Hind Hasnaoui

Personal information
- Date of birth: 13 September 1996 (age 29)
- Place of birth: Oued Zem, Morocco
- Height: 1.72 m (5 ft 8 in)
- Position: Goalkeeper

Team information
- Current team: Wydad

Senior career*
- Years: Team / Apps / (Gls)
- 2015–: FAR
- 2025–: → JN Larache (loan) / 10 / (0)

International career^{‡}
- 2020–: Morocco / 4 / (0)

= Hind Hasnaoui =

Moroccan footballer (born 2007)

Hind Hasnaoui (هند حسناوي; born 8 August 2007) is a Moroccan professional footballer who plays as a goalkeeper for Moroccan Women's Championship D1 club AS FAR Rabat and the Morocco national team.

==Club career==
Hasnaoui began her career at AS FAR. She is often used as a replacement for Khadija Er-Rmichi. She has won several Moroccan Women's Championship D1 titles and several Moroccan Women Throne Cups, as well as the 2022 CAF Women's Champions League (though she did not play a single match in the tournament).
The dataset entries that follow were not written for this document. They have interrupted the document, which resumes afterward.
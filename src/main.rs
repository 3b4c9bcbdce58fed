//! Sumi-Mirror main entry point
//!
//! This is the command-line interface for the Sumi-Mirror site mirroring tool.

use anyhow::{bail, Context};
use clap::Parser;
use std::path::PathBuf;
use std::process::ExitCode;
use std::sync::Arc;
use sumi_mirror::config::{load_config_with_hash, Config};
use sumi_mirror::jobs::{JobOptions, JobService, JobSnapshot, StartRequest};
use sumi_mirror::storage::{RetentionPolicy, StorageSteward};
use sumi_mirror::{validate_seed, JobStatus};
use tokio_util::sync::CancellationToken;
use tracing_subscriber::EnvFilter;

/// Sumi-Mirror: a bounded website mirror
///
/// Sumi-Mirror crawls a site breadth-first from a seed URL, saves the pages
/// and their images, stylesheets and scripts, and packages everything as a
/// ZIP archive.
#[derive(Parser, Debug)]
#[command(name = "sumi-mirror")]
#[command(version)]
#[command(about = "A bounded website mirror", long_about = None)]
struct Cli {
    /// Seed URL to mirror
    #[arg(value_name = "URL")]
    url: String,

    /// Path to TOML configuration file
    #[arg(short, long, value_name = "FILE")]
    config: Option<PathBuf>,

    /// Number of link levels to fetch, seed included (1-5)
    #[arg(short, long, default_value_t = 2)]
    depth: u8,

    /// Largest page or asset to keep, in megabytes (1-500)
    #[arg(long, value_name = "MB", default_value_t = 100)]
    max_size: u32,

    /// Skip images
    #[arg(long)]
    no_images: bool,

    /// Skip stylesheets
    #[arg(long)]
    no_styles: bool,

    /// Skip scripts
    #[arg(long)]
    no_scripts: bool,

    /// Render pages in a headless browser before extracting links
    #[arg(long)]
    render: bool,

    /// Increase logging verbosity (-v, -vv, -vvv)
    #[arg(short, long, action = clap::ArgAction::Count)]
    verbose: u8,

    /// Suppress non-error output
    #[arg(short, long, conflicts_with = "verbose")]
    quiet: bool,

    /// Validate config and seed and show the plan without fetching anything
    #[arg(long)]
    dry_run: bool,
}

impl Cli {
    fn options(&self) -> JobOptions {
        JobOptions {
            depth: self.depth,
            max_size: self.max_size,
            include_images: !self.no_images,
            include_styles: !self.no_styles,
            include_scripts: !self.no_scripts,
            render_javascript: self.render,
        }
    }
}

#[tokio::main]
async fn main() -> anyhow::Result<ExitCode> {
    let cli = Cli::parse();

    // Setup logging based on verbosity
    setup_logging(cli.verbose, cli.quiet);

    let config = match &cli.config {
        Some(path) => {
            tracing::info!("Loading configuration from: {}", path.display());
            let (config, hash) = load_config_with_hash(path)
                .with_context(|| format!("Failed to load configuration from {}", path.display()))?;
            tracing::info!("Configuration loaded successfully (hash: {})", hash);
            config
        }
        None => {
            tracing::debug!("No configuration file given, using defaults");
            Config::default()
        }
    };

    if cli.dry_run {
        handle_dry_run(&cli, &config)?;
        return Ok(ExitCode::SUCCESS);
    }

    let status = handle_mirror(&cli, config).await?;
    Ok(if status == JobStatus::Completed {
        ExitCode::SUCCESS
    } else {
        ExitCode::FAILURE
    })
}

/// Sets up the logging/tracing subscriber based on verbosity level
fn setup_logging(verbose: u8, quiet: bool) {
    let filter = if quiet {
        // Only show errors
        EnvFilter::new("error")
    } else {
        match verbose {
            0 => EnvFilter::new("sumi_mirror=info,warn"),
            1 => EnvFilter::new("sumi_mirror=debug,info"),
            2 => EnvFilter::new("sumi_mirror=trace,debug"),
            _ => EnvFilter::new("trace"),
        }
    };

    tracing_subscriber::fmt()
        .with_env_filter(filter)
        .with_target(false)
        .with_thread_ids(false)
        .with_file(false)
        .init();
}

/// Handles the --dry-run mode: validates everything and shows what would be mirrored
fn handle_dry_run(cli: &Cli, config: &Config) -> anyhow::Result<()> {
    let seed = validate_seed(&cli.url)?;
    let options = cli.options();
    options.validate()?;

    println!("=== Sumi-Mirror Dry Run ===\n");

    println!("Job:");
    println!("  Seed: {}", seed);
    println!("  Depth: {}", options.depth);
    println!("  Max size: {} MB", options.max_size);
    println!("  Images: {}", options.include_images);
    println!("  Stylesheets: {}", options.include_styles);
    println!("  Scripts: {}", options.include_scripts);
    println!(
        "  Strategy: {}",
        if options.render_javascript {
            "headless browser"
        } else {
            "static HTTP"
        }
    );

    println!("\nStorage:");
    println!("  Artifact directory: {}", config.storage.artifact_dir.display());
    println!("  Retention: {} minutes", config.storage.retention_minutes);
    println!(
        "  Ceiling: {} MB (shrink to {:.0}%)",
        config.storage.max_storage_mb,
        config.storage.low_watermark * 100.0
    );

    println!("\nUser Agent:");
    println!("  {}", config.user_agent.header_value());

    println!("\n✓ Configuration is valid");
    println!("✓ Would mirror {} up to {} level(s)", seed, options.depth);

    Ok(())
}

/// Runs one job to completion, printing progress as it goes
async fn handle_mirror(cli: &Cli, config: Config) -> anyhow::Result<JobStatus> {
    std::fs::create_dir_all(&config.storage.artifact_dir).with_context(|| {
        format!(
            "Failed to create artifact directory {}",
            config.storage.artifact_dir.display()
        )
    })?;

    let service = JobService::new(&config)?;

    let shutdown = CancellationToken::new();
    let steward = Arc::new(StorageSteward::new(
        &config.storage.artifact_dir,
        RetentionPolicy::from_config(&config.storage),
        service.registry(),
    ));
    let steward_task = steward.spawn(config.storage.sweep_interval(), shutdown.clone());

    let id = service.start(StartRequest {
        url: cli.url.clone(),
        options: cli.options(),
    })?;
    tracing::info!(job = %id, "Job started");

    let Some(mut subscription) = service.subscribe(&id) else {
        bail!("Job {} disappeared from the registry", id);
    };

    let mut last = None;
    let mut interrupted = false;
    loop {
        tokio::select! {
            snapshot = subscription.next() => match snapshot {
                Some(snapshot) => {
                    if !cli.quiet {
                        print_snapshot(&snapshot);
                    }
                    last = Some(snapshot);
                }
                None => break,
            },
            _ = tokio::signal::ctrl_c(), if !interrupted => {
                interrupted = true;
                tracing::warn!("Interrupted, cancelling job");
                service.cancel(&id);
            }
        }
    }

    shutdown.cancel();
    if let Err(e) = steward_task.await {
        tracing::warn!("Storage steward did not stop cleanly: {}", e);
    }
    service.shutdown().await;

    let Some(last) = last else {
        bail!("No progress received for job {}", id);
    };

    match last.status {
        JobStatus::Completed => {
            if let Some(zip) = &last.zip_file {
                println!("✓ Archive written to: {}", zip.display());
            }
        }
        JobStatus::Error => {
            tracing::error!(
                "Mirror failed: {}",
                last.error.as_deref().unwrap_or("unknown error")
            );
        }
        JobStatus::Cancelled => println!("Mirror cancelled"),
        _ => {}
    }

    Ok(last.status)
}

fn print_snapshot(snapshot: &JobSnapshot) {
    if snapshot.current_file.is_empty() {
        println!("[{:>3}%] {}", snapshot.progress, snapshot.status);
    } else {
        println!(
            "[{:>3}%] {} ({} files) {}",
            snapshot.progress, snapshot.status, snapshot.files_downloaded, snapshot.current_file
        );
    }
}
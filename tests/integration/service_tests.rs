//! Job service behavior over an in-memory site

use crate::support::{example_site, FakeSite};
use std::sync::Arc;
use std::time::Duration;
use sumi_mirror::crawler::PageFetcher;
use sumi_mirror::jobs::{JobOptions, JobRegistry, JobService, JobSnapshot, StartRequest};
use sumi_mirror::{JobStatus, ValidationError};
use tempfile::TempDir;

struct Fixture {
    dir: TempDir,
    static_site: Arc<FakeSite>,
    render_site: Arc<FakeSite>,
    service: JobService,
}

fn fixture_with(static_site: FakeSite) -> Fixture {
    let dir = TempDir::new().unwrap();
    let static_site = Arc::new(static_site);
    let render_site = Arc::new(example_site());
    let service = JobService::with_fetchers(
        Arc::new(JobRegistry::new()),
        Arc::clone(&static_site) as Arc<dyn PageFetcher>,
        Arc::clone(&render_site) as Arc<dyn PageFetcher>,
        dir.path(),
        4,
    );
    Fixture {
        dir,
        static_site,
        render_site,
        service,
    }
}

fn fixture() -> Fixture {
    fixture_with(example_site())
}

fn request(url: &str, options: JobOptions) -> StartRequest {
    StartRequest {
        url: url.to_string(),
        options,
    }
}

fn depth(depth: u8) -> JobOptions {
    JobOptions {
        depth,
        ..JobOptions::default()
    }
}

/// Collects every snapshot until the job's stream ends
async fn drain(service: &JobService, id: &sumi_mirror::JobId) -> Vec<JobSnapshot> {
    let mut subscription = service.subscribe(id).expect("Unknown job");
    let mut seen = Vec::new();
    let collect = async {
        while let Some(snapshot) = subscription.next().await {
            seen.push(snapshot);
        }
    };
    tokio::time::timeout(Duration::from_secs(10), collect)
        .await
        .expect("Job did not finish");
    seen
}

#[tokio::test]
async fn test_rejects_invalid_seeds() {
    let f = fixture();

    for url in [
        "ftp://example.com/",
        "http://localhost/",
        "http://127.0.0.1:8080/",
        "http://10.0.0.1/",
        "http://172.20.1.1/",
        "http://192.168.0.10/",
        "http://[::1]/",
        "not a url",
    ] {
        assert!(
            f.service.start(request(url, JobOptions::default())).is_err(),
            "{url} should be rejected"
        );
    }

    assert!(f.service.list().is_empty());
    assert!(f.static_site.fetched().is_empty());
}

#[tokio::test]
async fn test_rejects_out_of_range_options() {
    let f = fixture();

    assert_eq!(
        f.service.start(request("https://example.com/", depth(0))),
        Err(ValidationError::DepthOutOfRange(0))
    );
    assert_eq!(
        f.service.start(request("https://example.com/", depth(6))),
        Err(ValidationError::DepthOutOfRange(6))
    );
    assert_eq!(
        f.service.start(request(
            "https://example.com/",
            JobOptions {
                max_size: 501,
                ..JobOptions::default()
            }
        )),
        Err(ValidationError::MaxSizeOutOfRange(501))
    );
}

#[tokio::test]
async fn test_job_runs_to_completion() {
    let f = fixture();
    let id = f
        .service
        .start(request("https://example.com/", depth(3)))
        .unwrap();

    let snapshots = drain(&f.service, &id).await;
    let last = snapshots.last().unwrap();
    assert_eq!(last.status, JobStatus::Completed);
    assert_eq!(last.progress, 100);
    assert!(!last.render_mode);

    let zip = last.zip_file.clone().unwrap();
    assert_eq!(zip, f.dir.path().join(id.archive_name()));
    assert!(zip.exists());

    // Every URL once, nothing from other hosts
    let mut fetched = f.static_site.fetched();
    fetched.sort();
    assert_eq!(
        fetched,
        vec![
            "https://example.com/",
            "https://example.com/about",
            "https://example.com/docs/",
            "https://example.com/docs/intro",
            "https://example.com/logo.png",
            "https://example.com/site.css",
        ]
    );
    assert!(f.render_site.fetched().is_empty());

    assert_eq!(f.service.status(&id).unwrap(), *last);
    assert_eq!(f.service.list().len(), 1);
}

#[tokio::test]
async fn test_depth_one_fetches_only_seed_page() {
    let f = fixture();
    let id = f
        .service
        .start(request(
            "https://example.com/#top",
            JobOptions {
                depth: 1,
                include_images: false,
                include_styles: false,
                ..JobOptions::default()
            },
        ))
        .unwrap();

    let snapshots = drain(&f.service, &id).await;
    assert_eq!(snapshots.last().unwrap().status, JobStatus::Completed);
    assert_eq!(f.static_site.fetched(), vec!["https://example.com/"]);
}

#[tokio::test]
async fn test_progress_is_monotonic() {
    let f = fixture();
    let id = f
        .service
        .start(request("https://example.com/", depth(3)))
        .unwrap();

    let snapshots = drain(&f.service, &id).await;
    for pair in snapshots.windows(2) {
        assert!(pair[1].files_downloaded >= pair[0].files_downloaded);
    }
    assert!(snapshots
        .iter()
        .filter(|s| s.status == JobStatus::Downloading)
        .all(|s| s.progress <= 85));
}

#[tokio::test]
async fn test_render_mode_uses_render_strategy() {
    let f = fixture();
    let id = f
        .service
        .start(request(
            "https://example.com/",
            JobOptions {
                depth: 1,
                render_javascript: true,
                ..JobOptions::default()
            },
        ))
        .unwrap();

    let snapshots = drain(&f.service, &id).await;
    assert!(snapshots.iter().any(|s| s.status == JobStatus::Rendering));
    assert!(snapshots.iter().all(|s| s.render_mode));
    assert_eq!(snapshots.last().unwrap().status, JobStatus::Completed);

    assert!(f.static_site.fetched().is_empty());
    assert!(f
        .render_site
        .fetched()
        .contains(&"https://example.com/".to_string()));
}

#[tokio::test]
async fn test_cancel_mid_traversal() {
    let f = fixture_with(example_site().gated());
    let id = f
        .service
        .start(request("https://example.com/", depth(3)))
        .unwrap();
    let mut subscription = f.service.subscribe(&id).unwrap();

    // Wait until the seed fetch is in flight
    f.static_site.gate().started.notified().await;
    assert!(f.service.cancel(&id));
    f.static_site.gate().release.add_permits(100);

    let mut last = None;
    while let Some(snapshot) = subscription.next().await {
        last = Some(snapshot);
    }
    let last = last.unwrap();

    assert_eq!(last.status, JobStatus::Cancelled);
    assert!(last.zip_file.is_none());
    assert_eq!(f.static_site.fetched(), vec!["https://example.com/"]);
    assert!(!f.dir.path().join(id.archive_name()).exists());
    assert!(!f.dir.path().join(id.to_string()).exists());

    // Terminal jobs cannot be cancelled again
    assert!(!f.service.cancel(&id));
}

#[tokio::test]
async fn test_shutdown_cancels_running_jobs() {
    let f = fixture_with(example_site().gated());
    let id = f
        .service
        .start(request("https://example.com/", depth(2)))
        .unwrap();

    f.static_site.gate().started.notified().await;
    let shutdown = f.service.shutdown();
    tokio::pin!(shutdown);

    // Shutdown cannot finish until the in-flight fetch returns
    assert!(tokio::time::timeout(Duration::from_millis(50), &mut shutdown)
        .await
        .is_err());
    f.static_site.gate().release.add_permits(100);
    tokio::time::timeout(Duration::from_secs(10), shutdown)
        .await
        .expect("Shutdown hung");

    assert_eq!(f.service.status(&id).unwrap().status, JobStatus::Cancelled);
}

#[tokio::test]
async fn test_unknown_and_malformed_ids() {
    let f = fixture();
    let unknown = sumi_mirror::JobId::new();

    assert!(f.service.status(&unknown).is_none());
    assert!(!f.service.cancel(&unknown));
    assert!(f.service.subscribe(&unknown).is_none());

    assert!(matches!(
        JobService::parse_job_id("definitely-not-an-id"),
        Err(ValidationError::InvalidJobId(_))
    ));
    let id = f
        .service
        .start(request("https://example.com/", depth(1)))
        .unwrap();
    assert_eq!(JobService::parse_job_id(&id.to_string()).unwrap(), id);
}

#[tokio::test]
async fn test_concurrent_jobs_are_independent() {
    let f = fixture();
    let first = f
        .service
        .start(request("https://example.com/", depth(1)))
        .unwrap();
    let second = f
        .service
        .start(request("https://example.com/about", depth(1)))
        .unwrap();
    assert_ne!(first, second);

    f.service.wait_idle().await;

    let list = f.service.list();
    assert_eq!(list.len(), 2);
    assert!(list.iter().any(|s| s.id == first));
    assert!(list.iter().all(|s| s.status == JobStatus::Completed));
    assert!(f.dir.path().join(first.archive_name()).exists());
    assert!(f.dir.path().join(second.archive_name()).exists());
}

#[tokio::test]
async fn test_service_uses_injected_registry() {
    let dir = TempDir::new().unwrap();
    let registry = Arc::new(JobRegistry::new());
    let service = JobService::with_fetchers(
        Arc::clone(&registry),
        Arc::new(example_site()),
        Arc::new(example_site()),
        dir.path(),
        4,
    );

    let id = service
        .start(request("https://example.com/", depth(1)))
        .unwrap();
    assert!(Arc::ptr_eq(&registry, &service.registry()));
    assert!(registry.snapshot(&id).is_some());

    service.wait_idle().await;
    assert_eq!(registry.snapshot(&id).unwrap().status, JobStatus::Completed);
}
Hasnaoui was loaned out to Jawharat Najm Larache for the 2023–24 season before returning to AS FAR. In that season, she played 10 matches and kept four clean sheets.

==International career==
Hasnaoui is regularly called up to the Morocco national team as a second or third choice goalkeeper.

Hasnaoui was part of Morocco's 24-player squad for the 2024 Women's Africa Cup of Nations on home soil.